■ **EXERCISE**
Records follow. Copy every line with "serde".

——

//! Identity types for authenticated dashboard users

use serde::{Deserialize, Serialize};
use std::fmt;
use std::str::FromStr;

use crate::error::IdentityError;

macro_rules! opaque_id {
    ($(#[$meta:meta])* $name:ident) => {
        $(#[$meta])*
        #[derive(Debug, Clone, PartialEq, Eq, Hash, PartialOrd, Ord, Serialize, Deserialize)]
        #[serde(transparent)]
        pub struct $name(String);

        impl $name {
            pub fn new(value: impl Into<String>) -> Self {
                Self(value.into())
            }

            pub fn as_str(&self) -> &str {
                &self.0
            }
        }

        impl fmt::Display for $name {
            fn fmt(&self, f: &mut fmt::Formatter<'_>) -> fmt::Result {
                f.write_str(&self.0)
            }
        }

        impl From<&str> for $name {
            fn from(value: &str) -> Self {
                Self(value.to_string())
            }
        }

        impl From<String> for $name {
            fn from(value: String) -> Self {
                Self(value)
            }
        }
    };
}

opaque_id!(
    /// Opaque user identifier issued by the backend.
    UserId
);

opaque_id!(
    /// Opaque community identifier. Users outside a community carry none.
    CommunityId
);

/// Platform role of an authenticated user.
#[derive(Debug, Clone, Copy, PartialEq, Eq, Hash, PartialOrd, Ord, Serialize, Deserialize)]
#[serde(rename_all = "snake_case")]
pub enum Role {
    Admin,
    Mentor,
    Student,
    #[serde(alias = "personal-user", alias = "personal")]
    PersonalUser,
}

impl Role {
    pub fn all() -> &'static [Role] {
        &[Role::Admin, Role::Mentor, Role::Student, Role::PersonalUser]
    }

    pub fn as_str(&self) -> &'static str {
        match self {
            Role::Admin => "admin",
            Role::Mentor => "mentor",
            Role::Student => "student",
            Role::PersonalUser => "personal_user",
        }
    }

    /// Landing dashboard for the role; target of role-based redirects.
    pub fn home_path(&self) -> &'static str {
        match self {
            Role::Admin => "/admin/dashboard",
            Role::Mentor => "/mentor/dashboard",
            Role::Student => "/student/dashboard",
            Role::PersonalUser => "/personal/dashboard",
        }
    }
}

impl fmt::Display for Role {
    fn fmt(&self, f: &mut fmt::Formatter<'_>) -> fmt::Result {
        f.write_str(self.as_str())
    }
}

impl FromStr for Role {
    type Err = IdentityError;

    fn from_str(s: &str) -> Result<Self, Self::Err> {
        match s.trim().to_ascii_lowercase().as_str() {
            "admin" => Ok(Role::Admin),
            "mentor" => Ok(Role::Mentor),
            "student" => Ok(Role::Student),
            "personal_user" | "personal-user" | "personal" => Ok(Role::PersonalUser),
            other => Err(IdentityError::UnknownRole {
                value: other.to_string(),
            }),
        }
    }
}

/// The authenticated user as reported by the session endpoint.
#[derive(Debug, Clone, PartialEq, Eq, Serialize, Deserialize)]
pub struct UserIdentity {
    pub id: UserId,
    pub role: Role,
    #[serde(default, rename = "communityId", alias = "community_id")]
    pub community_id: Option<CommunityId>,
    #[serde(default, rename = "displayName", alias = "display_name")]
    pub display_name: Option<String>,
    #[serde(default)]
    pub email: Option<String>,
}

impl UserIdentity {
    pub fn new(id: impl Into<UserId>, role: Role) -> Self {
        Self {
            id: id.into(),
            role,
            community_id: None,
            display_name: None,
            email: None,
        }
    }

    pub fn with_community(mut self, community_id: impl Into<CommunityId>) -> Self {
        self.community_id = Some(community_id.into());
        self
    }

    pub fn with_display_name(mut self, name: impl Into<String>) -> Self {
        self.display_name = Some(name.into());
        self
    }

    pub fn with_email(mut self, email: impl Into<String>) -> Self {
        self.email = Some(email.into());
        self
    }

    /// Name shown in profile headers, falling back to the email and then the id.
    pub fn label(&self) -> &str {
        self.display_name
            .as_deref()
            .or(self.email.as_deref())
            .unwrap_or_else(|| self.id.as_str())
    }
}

——

■ **SOLUTION BELOW**
use serde::{Deserialize, Serialize};
        #[serde(transparent)]
#[serde(rename_all = "snake_case")]
    #[serde(alias = "personal-user", alias = "personal")]
    #[serde(default, rename = "communityId", alias = "community_id")]
    #[serde(default, rename = "displayName", alias = "display_name")]
    #[serde(default)]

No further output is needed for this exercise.